Chapter 1: Introduction Ūpoko 1: He whakataki
1. This part of the report, consistent with clause 31 (d) of the Inquiry’s Terms of Reference, looks at the circumstances that led individuals to be taken into or placed into State and faith-based care during the Inquiry period, as well as movements between care settings. Where possible, estimates of how many people went into care between 1950 and 1999 are set out, including estimates of entries across settings and groups.

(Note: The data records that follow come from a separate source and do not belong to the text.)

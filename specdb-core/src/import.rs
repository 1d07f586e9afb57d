//! Bulk import session
//!
//! An upload becomes an [`ImportSession`]: the parsed table plus per-row
//! validation results. The operator pages through the preview, fixes cells,
//! revalidates, and commits only once no row has an error. The session is a
//! plain value; the server serializes it between requests.
//!
//! Validation runs against [`ReferenceSets`], the natural keys already in the
//! database, so a row never costs a query of its own.

use std::collections::{BTreeMap, HashMap, HashSet};

use serde::{Deserialize, Serialize};

use crate::catalog::{derive_catalog_number, missing_parts};
use crate::forms::{normalize_value, SpecimenRules};
use crate::record::Record;
use crate::schema::{EntityKind, EntitySchema, FieldKind};
use crate::tabular::{Table, TabularError};
use crate::validation::{FormErrors, ValidationError};

/// Errors driving an import session.
#[derive(Debug, thiserror::Error)]
pub enum ImportError {
    #[error(transparent)]
    Tabular(#[from] TabularError),

    #[error("the uploaded file has no data rows")]
    NoRows,

    #[error("row {0} does not exist")]
    RowOutOfRange(usize),

    #[error("'{0}' is not a column of this import")]
    UnknownColumn(String),

    #[error("the import has changed since it was last validated")]
    NotValidated,

    #[error("{0} row(s) still have errors")]
    HasErrors(usize),

    #[error("the import was already committed")]
    AlreadyCommitted,
}

/// Natural keys and unique values already stored, by entity kind.
#[derive(Debug, Clone, Default)]
pub struct ReferenceSets {
    keys: HashMap<EntityKind, HashSet<String>>,
    specimen_numbers: HashSet<String>,
}

impl ReferenceSets {
    pub fn new() -> Self {
        Self::default()
    }

    pub fn insert_keys(&mut self, kind: EntityKind, keys: impl IntoIterator<Item = String>) {
        self.keys.entry(kind).or_default().extend(keys);
    }

    pub fn insert_specimen_numbers(&mut self, numbers: impl IntoIterator<Item = String>) {
        self.specimen_numbers.extend(numbers);
    }

    pub fn contains(&self, kind: EntityKind, key: &str) -> bool {
        self.keys.get(&kind).is_some_and(|s| s.contains(key))
    }

    pub fn has_specimen_number(&self, number: &str) -> bool {
        self.specimen_numbers.contains(number)
    }
}

/// One problem found in a row.
#[derive(Debug, Clone, PartialEq, Eq, Serialize, Deserialize)]
pub struct RowIssue {
    pub field: String,
    pub message: String,
}

impl From<&ValidationError> for RowIssue {
    fn from(e: &ValidationError) -> Self {
        Self {
            field: e.field().to_owned(),
            message: e.to_string(),
        }
    }
}

/// Validation outcome for one row.
#[derive(Debug, Clone, Default, PartialEq, Eq, Serialize, Deserialize)]
pub struct RowReport {
    /// Problems that block the import.
    pub errors: Vec<RowIssue>,
    /// Values that were dropped but don't block the import.
    pub warnings: Vec<RowIssue>,
}

impl RowReport {
    pub fn is_clean(&self) -> bool {
        self.errors.is_empty()
    }
}

/// Where the session is in its lifecycle.
#[derive(Debug, Clone, Copy, PartialEq, Eq, Serialize, Deserialize)]
#[serde(rename_all = "snake_case")]
pub enum ImportState {
    /// Edited since the last validation pass.
    Dirty,
    /// Validated; may or may not have errors.
    Validated,
    Committed,
}

/// Upload being prepared for commit.
#[derive(Debug, Clone, Serialize, Deserialize)]
pub struct ImportSession {
    pub kind: EntityKind,
    pub file_name: String,
    pub table: Table,
    /// Headers that aren't fields of `kind` and will be ignored.
    pub ignored_columns: Vec<String>,
    pub reports: BTreeMap<usize, RowReport>,
    pub state: ImportState,
}

impl ImportSession {
    pub fn new(kind: EntityKind, file_name: impl Into<String>, table: Table) -> Result<Self, ImportError> {
        if table.is_empty() {
            return Err(ImportError::NoRows);
        }
        let schema = kind.schema();
        let ignored_columns = table
            .headers
            .iter()
            .filter(|h| schema.field(h).is_none())
            .cloned()
            .collect();
        Ok(Self {
            kind,
            file_name: file_name.into(),
            table,
            ignored_columns,
            reports: BTreeMap::new(),
            state: ImportState::Dirty,
        })
    }

    /// Validate every row against `refs` and the rest of the file.
    pub fn validate_all(&mut self, refs: &ReferenceSets) {
        let schema = self.kind.schema();
        let mut seen_keys: HashMap<String, usize> = HashMap::new();
        let mut seen_numbers: HashMap<String, usize> = HashMap::new();

        self.reports.clear();
        for index in 0..self.table.len() {
            let Some(raw) = self.table.record(index) else {
                continue;
            };
            let (record, mut report) = normalize_row(schema, &raw);
            check_references(schema, &record, refs, &mut report);

            if let Some(key) = schema.natural_key.and_then(|k| record.get(k)) {
                if let Some(first) = seen_keys.insert(key.to_owned(), index) {
                    report.errors.push(RowIssue {
                        field: schema.natural_key.unwrap_or_default().to_owned(),
                        message: format!("'{key}' also appears in row {}", first + 1),
                    });
                }
            }
            if self.kind == EntityKind::Specimen {
                if let Some(number) = record.get("specimenNumber") {
                    if let Some(first) = seen_numbers.insert(number.to_owned(), index) {
                        report.errors.push(RowIssue {
                            field: "specimenNumber".to_owned(),
                            message: format!("specimenNumber '{number}' also appears in row {}", first + 1),
                        });
                    }
                }
            }

            if !report.errors.is_empty() || !report.warnings.is_empty() {
                self.reports.insert(index, report);
            }
        }
        self.state = ImportState::Validated;

        tracing::debug!(
            kind = %self.kind,
            rows = self.table.len(),
            error_rows = self.error_row_count(),
            "validated import"
        );
    }

    pub fn report(&self, row: usize) -> Option<&RowReport> {
        self.reports.get(&row)
    }

    pub fn row_has_errors(&self, row: usize) -> bool {
        self.reports.get(&row).is_some_and(|r| !r.is_clean())
    }

    pub fn error_row_count(&self) -> usize {
        self.reports.values().filter(|r| !r.is_clean()).count()
    }

    pub fn has_errors(&self) -> bool {
        self.error_row_count() > 0
    }

    /// Overwrite one cell. The session must be revalidated afterwards.
    pub fn edit_cell(&mut self, row: usize, column: &str, value: &str) -> Result<(), ImportError> {
        if self.state == ImportState::Committed {
            return Err(ImportError::AlreadyCommitted);
        }
        if row >= self.table.len() {
            return Err(ImportError::RowOutOfRange(row));
        }
        let known = self.table.column(column).is_some() || self.kind.schema().field(column).is_some();
        if !known {
            return Err(ImportError::UnknownColumn(column.to_owned()));
        }
        self.table.set_cell(row, column, value.trim());
        self.state = ImportState::Dirty;
        Ok(())
    }

    /// Page `page` (1-indexed) of the preview.
    pub fn preview(&self, page: usize, page_size: usize, errors_only: bool) -> PreviewPage {
        let page_size = page_size.max(1);
        let indices: Vec<usize> = (0..self.table.len())
            .filter(|&i| !errors_only || self.row_has_errors(i))
            .collect();
        let total_pages = indices.len().div_ceil(page_size).max(1);
        let page = page.clamp(1, total_pages);

        let rows = indices
            .iter()
            .skip((page - 1) * page_size)
            .take(page_size)
            .map(|&index| PreviewRow {
                index,
                cells: self.table.rows[index].clone(),
                report: self.reports.get(&index).cloned().unwrap_or_default(),
            })
            .collect();

        PreviewPage {
            headers: self.table.headers.clone(),
            rows,
            page,
            total_pages,
            matching_rows: indices.len(),
            total_rows: self.table.len(),
            error_rows: self.error_row_count(),
            errors_only,
            ignored_columns: self.ignored_columns.clone(),
            can_commit: self.ensure_committable().is_ok(),
        }
    }

    /// Server-side guard before commit.
    pub fn ensure_committable(&self) -> Result<(), ImportError> {
        match self.state {
            ImportState::Committed => Err(ImportError::AlreadyCommitted),
            ImportState::Dirty => Err(ImportError::NotValidated),
            ImportState::Validated if self.has_errors() => Err(ImportError::HasErrors(self.error_row_count())),
            ImportState::Validated => Ok(()),
        }
    }

    /// Normalized rows ready to insert, with their table index.
    pub fn committable_rows(&self) -> Result<Vec<(usize, Record)>, ImportError> {
        self.ensure_committable()?;
        let schema = self.kind.schema();
        Ok((0..self.table.len())
            .filter_map(|i| self.table.record(i).map(|r| (i, normalize_row(schema, &r).0)))
            .collect())
    }

    pub fn mark_committed(&mut self) {
        self.state = ImportState::Committed;
    }
}

/// One page of the preview.
#[derive(Debug, Clone, Serialize)]
pub struct PreviewPage {
    pub headers: Vec<String>,
    pub rows: Vec<PreviewRow>,
    pub page: usize,
    pub total_pages: usize,
    /// Rows passing the errors-only filter.
    pub matching_rows: usize,
    pub total_rows: usize,
    pub error_rows: usize,
    pub errors_only: bool,
    pub ignored_columns: Vec<String>,
    pub can_commit: bool,
}

#[derive(Debug, Clone, Serialize)]
pub struct PreviewRow {
    /// Zero-based table index, used to address cell edits.
    pub index: usize,
    pub cells: Vec<String>,
    pub report: RowReport,
}

/// Normalize a raw row into the values to insert.
///
/// Unparseable dates and times are dropped with a warning. Everything else
/// that doesn't validate is an error.
pub fn normalize_row(schema: &EntitySchema, raw: &Record) -> (Record, RowReport) {
    let mut record = Record::new();
    let mut report = RowReport::default();

    for (key, value) in raw.iter() {
        let Some(field) = schema.field(key) else {
            continue;
        };
        // Logs and a derived natural key are imported as stored.
        if field.append_only || (field.managed && schema.natural_key == Some(field.name)) {
            record.set(field.name, value.trim());
            continue;
        }
        if field.managed {
            continue;
        }
        match normalize_value(field, value) {
            Ok(v) => record.set_opt(field.name, v),
            Err(e @ ValidationError::InvalidFormat { .. })
                if matches!(field.kind, FieldKind::Date | FieldKind::Time | FieldKind::Timestamp) =>
            {
                let mut issue = RowIssue::from(&e);
                issue.message.push_str("; left empty");
                report.warnings.push(issue);
            }
            Err(e) => report.errors.push(RowIssue::from(&e)),
        }
    }

    if schema.kind == EntityKind::Specimen {
        SpecimenRules::fill_date_components(&mut record);
        let mut errors = FormErrors::new();
        SpecimenRules::check_date_components(&record, &mut errors);
        report.errors.extend(errors.iter().map(RowIssue::from));

        if !record.contains("catalogNumber") {
            match derive_catalog_number(&record) {
                Ok(catalog) => record.set("catalogNumber", catalog),
                Err(_) => report.errors.push(RowIssue {
                    field: "catalogNumber".to_owned(),
                    message: format!(
                        "Missing required field(s) for catalog number: {}",
                        missing_parts(&record).join(", ")
                    ),
                }),
            }
        }
    } else if let Some(key) = schema.natural_key {
        if !record.contains(key) {
            report.errors.push(RowIssue::from(&ValidationError::Empty {
                field: schema.field(key).map_or(key, |f| f.name),
            }));
        }
    }

    (record, report)
}

fn check_references(schema: &EntitySchema, record: &Record, refs: &ReferenceSets, report: &mut RowReport) {
    for field in schema.fields {
        let Some(target) = field.foreign_key() else {
            continue;
        };
        if let Some(value) = record.get(field.name) {
            if !refs.contains(target, value) {
                report.errors.push(RowIssue::from(&ValidationError::UnknownReference {
                    field: field.name,
                    value: value.to_owned(),
                }));
            }
        }
    }

    if let Some(key) = schema.natural_key {
        if let Some(value) = record.get(key).filter(|v| refs.contains(schema.kind, v)) {
            report.errors.push(RowIssue::from(&ValidationError::Duplicate {
                field: schema.field(key).map_or(key, |f| f.name),
                value: value.to_owned(),
            }));
        }
    }
    if schema.kind == EntityKind::Specimen {
        if let Some(number) = record.get("specimenNumber").filter(|n| refs.has_specimen_number(n)) {
            report.errors.push(RowIssue::from(&ValidationError::Duplicate {
                field: "specimenNumber",
                value: number.to_owned(),
            }));
        }
    }
}

/// Outcome of one committed row.
#[derive(Debug, Clone, Serialize)]
pub struct RowOutcome {
    /// One-based row number as shown to the operator.
    pub row: usize,
    pub key: Option<String>,
    pub error: Option<String>,
}

/// Per-row result of a commit.
#[derive(Debug, Clone, Default, Serialize)]
pub struct ImportSummary {
    pub created: usize,
    pub failed: usize,
    pub rows: Vec<RowOutcome>,
}

impl ImportSummary {
    pub fn record_success(&mut self, index: usize, key: Option<String>) {
        self.created += 1;
        self.rows.push(RowOutcome {
            row: index + 1,
            key,
            error: None,
        });
    }

    pub fn record_failure(&mut self, index: usize, key: Option<String>, error: impl Into<String>) {
        self.failed += 1;
        self.rows.push(RowOutcome {
            row: index + 1,
            key,
            error: Some(error.into()),
        });
    }

    pub fn failures(&self) -> impl Iterator<Item = &RowOutcome> {
        self.rows.iter().filter(|r| r.error.is_some())
    }
}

2. Chapter 2 discusses the various pathways and circumstances that led to children and young people being placed or taken into social welfare care settings. Structural and social circumstances are examined, including poverty, families in distress, and abuse and neglect at home. Direct pathways through the courts and voluntary admission are discussed. How racism contributed to Māori and Pacific children and young people being taken into care, including how Māori became the majority of those who entered social welfare settings are also expanded on.
3. Chapter 3 discusses the various pathways and circumstances that led to a person being placed or taken into faith-based settings or accessing faith-based settings, in particular, admissions into faith-based education, children’s homes and foster care, and unmarried mothers’ homes. Access to pastoral care and the shift from the State’s heavy reliance on faith-based care settings to the decline of admissions into these settings from the 1970s, influenced by changing social attitudes are expanded on.
4. Chapter 4 discusses pathways for Deaf people and disabled people into care, including social circumstances. Ableism, the State’s institutionalisation policy, and the shift from large-scale institutional care to community-based living from the 1970s for disabled people are set out.
5. Chapter 5 discusses pathways and circumstances that led to a person being placed or taken into psychiatric and mental health care settings, the legal mechanisms for admissions, the reasons survivors were admitted into care (including for discriminatory reasons) and the shift from large-scale institutions to local hospitals and community services.
6. Chapter 6 discusses pathways and circumstances that led to a person being placed or taken into other types of care within the Inquiry’s scope, specifically adoption, transitional and law enforcement, and health camps. Chapter 7 sets out the Inquiry’s key findings.
7. Throughout this Part the specific circumstances into care for Māori, Pacific Peoples, Deaf, disabled people, tāngata Turi Māori and tāngata Whaikaha Māori are discussed. How these survivors experienced disproportionate entries into care are examined, and how their entries were influenced by structural, systemic, and interpersonal discrimination and inequity. In the Inquiry’s State Institutional Response Hearing, the Crown acknowledged in its closing statement:
“Institutional or structural racism and ableism in legislation, policy and systems have contributed to the disproportionate representation, and discriminatory treatment, of Māori, Pacific people, disabled people, and Deaf people in care.”[1]
Footnotes
[1] Transcript of closing statement by the Crown at the Inquiry’s State Institutional Response Hearing (26 August 2022, page 102).